Assignment: Lift out, unaltered, the lines of the material below between the line holding "into a timestamp" and the line holding "NaiveDateTime::parse_from_str(stamp, TIMESTAMP_FORMAT)", counting both.

Data excerpts:
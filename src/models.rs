use crate::waveform::Waveform;
use chrono::{DateTime, NaiveDateTime, Utc};
use serde::{Deserialize, Serialize};
use std::path::{Path, PathBuf};

/// Timestamp layout embedded in generated recording names
pub const TIMESTAMP_FORMAT: &str = "%Y%m%d_%H%M%S";

/// A stored recording, identified by its audio path
#[derive(Debug, Clone, PartialEq, Serialize, Deserialize)]
pub struct Recording {
    pub path: PathBuf,
    pub name: String,
    /// Creation time, when the file name still carries its timestamp
    pub created: Option<DateTime<Utc>>,
}

impl Recording {
    pub fn from_path(path: impl Into<PathBuf>) -> Self {
        let path = path.into();
        let name = path
            .file_stem()
            .map(|s| s.to_string_lossy().into_owned())
            .unwrap_or_default();
        let created = parse_created(&name);
        Self {
            path,
            name,
            created,
        }
    }
}

/// Parse `recording_YYYYMMDD_HHMMSS[_suffix]` back into a timestamp
fn parse_created(name: &str) -> Option<DateTime<Utc>> {
    let rest = name.strip_prefix("recording_")?;
    let stamp = rest.get(..15)?;
    NaiveDateTime::parse_from_str(stamp, TIMESTAMP_FORMAT)
        .ok()
        .map(|naive| naive.and_utc())
}

/// Where playback currently stands
#[derive(Debug, Clone, PartialEq, Default)]
pub enum PlaybackState {
    #[default]
    Idle,
    Playing {
        recording: PathBuf,
        waveform: Waveform,
    },
    Paused {
        recording: PathBuf,
    },
}

impl PlaybackState {
    /// The recording being played or paused
    pub fn recording(&self) -> Option<&Path> {
        match self {
            PlaybackState::Idle => None,
            PlaybackState::Playing { recording, .. } => Some(recording),
            PlaybackState::Paused { recording } => Some(recording),
        }
    }

    pub fn is_idle(&self) -> bool {
        matches!(self, PlaybackState::Idle)
    }

    pub fn is_paused(&self) -> bool {
        matches!(self, PlaybackState::Paused { .. })
    }
}
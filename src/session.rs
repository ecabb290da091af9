//! Recording session: capture to live waveform to persisted sidecar
//!
//! While recording, a worker task owns the waveform buffer and drains the
//! chunk queue fed by the capture device. Stopping finalizes the audio into
//! the recordings directory first and only then writes the waveform, so a
//! failed sidecar never costs the audio.

use crate::audio::{decoder, CaptureDevice, ChunkSink, SinkMessage, WavRecorder};
use crate::error::{SessionError, StoreError};
use crate::models::Recording;
use crate::state::Storage;
use crate::waveform::{Waveform, WaveformBuffer, WaveformStore, MAX_POINTS};
use log::{error, info, warn};
use std::sync::{Arc, Mutex, MutexGuard, PoisonError};
use tokio::sync::{mpsc, watch};
use tokio::task::JoinHandle;

/// Result of stopping a recording
#[derive(Debug)]
pub struct FinishedRecording {
    pub recording: Recording,
    pub waveform: Waveform,
    /// Set when the audio was kept but its sidecar could not be written
    pub waveform_error: Option<StoreError>,
}

struct ActiveCapture {
    sink: ChunkSink,
    worker: JoinHandle<WaveformBuffer>,
}

/// Drives one capture device at a time
pub struct RecordingSession<C: CaptureDevice> {
    capture: Arc<Mutex<C>>,
    store: Arc<WaveformStore>,
    storage: Arc<dyn Storage>,
    recorder: WavRecorder,
    max_points: usize,
    live: Arc<watch::Sender<Waveform>>,
    active: Option<ActiveCapture>,
}

impl<C: CaptureDevice + 'static> RecordingSession<C> {
    pub fn new(
        capture: C,
        store: Arc<WaveformStore>,
        storage: Arc<dyn Storage>,
        recorder: WavRecorder,
    ) -> Self {
        let (live, _) = watch::channel(Waveform::new());
        Self {
            capture: Arc::new(Mutex::new(capture)),
            store,
            storage,
            recorder,
            max_points: MAX_POINTS,
            live: Arc::new(live),
            active: None,
        }
    }

    /// Bound the live waveform to a different number of points
    pub fn with_max_points(mut self, max_points: usize) -> Self {
        self.max_points = max_points;
        self
    }

    pub fn is_recording(&self) -> bool {
        self.active.is_some()
    }

    /// Live waveform, updated after every decoded chunk
    pub fn live_waveform(&self) -> watch::Receiver<Waveform> {
        self.live.subscribe()
    }

    /// Lock the capture device; do not hold the guard across `stop`
    pub fn capture(&self) -> MutexGuard<'_, C> {
        self.capture.lock().unwrap_or_else(PoisonError::into_inner)
    }

    /// Start capturing. Must be called within a tokio runtime.
    pub fn start(&mut self) -> Result<(), SessionError> {
        if self.active.is_some() {
            return Err(SessionError::AlreadyRecording);
        }

        let (sink, receiver) = ChunkSink::channel();
        self.live.send_replace(Waveform::new());
        let buffer = WaveformBuffer::with_capacity(self.max_points);
        let worker = tokio::spawn(run_waveform_worker(receiver, buffer, self.live.clone()));

        if let Err(e) = self.capture().start(sink.clone()) {
            worker.abort();
            return Err(e.into());
        }

        info!("Recording started");
        self.active = Some(ActiveCapture { sink, worker });
        Ok(())
    }

    /// Stop capturing, store the audio and persist its waveform
    pub async fn stop(&mut self) -> Result<FinishedRecording, SessionError> {
        let active = self.active.take().ok_or(SessionError::NotRecording)?;

        // Joining the device can wait on a blocking read
        let capture = self.capture.clone();
        let captured = tokio::task::spawn_blocking(move || {
            capture
                .lock()
                .unwrap_or_else(PoisonError::into_inner)
                .stop()
        })
        .await
        .map_err(|e| SessionError::Worker(e.to_string()));

        // Every chunk is queued once the device has stopped
        active.sink.finish();
        let buffer = active
            .worker
            .await
            .map_err(|e| SessionError::Worker(e.to_string()))?;
        let temp_path = captured??;
        let waveform = buffer.snapshot();

        let storage = self.storage.clone();
        let store = self.store.clone();
        let target = self.recorder.generate_filename();
        let snapshot = waveform.clone();

        let (path, saved) = tokio::task::spawn_blocking(move || {
            storage
                .move_file(&temp_path, &target)
                .map_err(|source| StoreError::Move {
                    from: temp_path.clone(),
                    to: target.clone(),
                    source,
                })?;
            let saved = store.save(&target, &snapshot);
            Ok::<_, StoreError>((target, saved))
        })
        .await
        .map_err(|e| SessionError::Worker(e.to_string()))?
        .map_err(SessionError::Audio)?;

        let waveform_error = match saved {
            Ok(()) => None,
            Err(e) => {
                error!("Recording kept but waveform was not saved: {}", e);
                Some(e)
            }
        };

        info!(
            "Recording saved to {:?} ({} waveform points)",
            path,
            waveform.len()
        );
        Ok(FinishedRecording {
            recording: Recording::from_path(path),
            waveform,
            waveform_error,
        })
    }
}

/// Owns the live buffer for the duration of one recording
async fn run_waveform_worker(
    mut receiver: mpsc::UnboundedReceiver<SinkMessage>,
    mut buffer: WaveformBuffer,
    live: Arc<watch::Sender<Waveform>>,
) -> WaveformBuffer {
    while let Some(message) = receiver.recv().await {
        match message {
            SinkMessage::Chunk(bytes) => match decoder::decode(&bytes) {
                Ok(amplitude) => {
                    buffer.append(amplitude);
                    live.send_replace(buffer.snapshot());
                }
                Err(e) => warn!("Dropping chunk: {}", e),
            },
            SinkMessage::Finish => break,
        }
    }
    buffer
}
//! Amplitude decoding for raw capture chunks
//!
//! Each chunk of little-endian signed 16-bit PCM collapses to a single
//! averaged magnitude in `[0.0, 1.0]`.

use crate::error::DecodeError;
use base64::Engine as _;

/// Full-scale magnitude of a signed 16-bit sample
const FULL_SCALE: f32 = 32768.0;

/// Decode one chunk into its mean normalized amplitude
pub fn decode(chunk: &[u8]) -> Result<f32, DecodeError> {
    if chunk.is_empty() || chunk.len() % 2 != 0 {
        return Err(DecodeError::MalformedChunk { len: chunk.len() });
    }

    let count = chunk.len() / 2;
    let sum: f32 = chunk
        .chunks_exact(2)
        .map(|pair| {
            let sample = i16::from_le_bytes([pair[0], pair[1]]);
            (sample as f32).abs() / FULL_SCALE
        })
        .sum();

    // Float rounding over long chunks can nudge the mean past full scale
    Ok((sum / count as f32).min(1.0))
}

/// Raw PCM bytes from a base64 chunk, as delivered by encoders that hand out text
pub fn pcm_from_base64(data: &str) -> Result<Vec<u8>, DecodeError> {
    Ok(base64::engine::general_purpose::STANDARD.decode(data.trim())?)
}

/// Encode samples as little-endian PCM bytes
pub fn encode_pcm(samples: &[i16]) -> Vec<u8> {
    samples.iter().flat_map(|s| s.to_le_bytes()).collect()
}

Result below:
/// Parse `recording_YYYYMMDD_HHMMSS[_suffix]` back into a timestamp
fn parse_created(name: &str) -> Option<DateTime<Utc>> {
    let rest = name.strip_prefix("recording_")?;
    let stamp = rest.get(..15)?;
    NaiveDateTime::parse_from_str(stamp, TIMESTAMP_FORMAT)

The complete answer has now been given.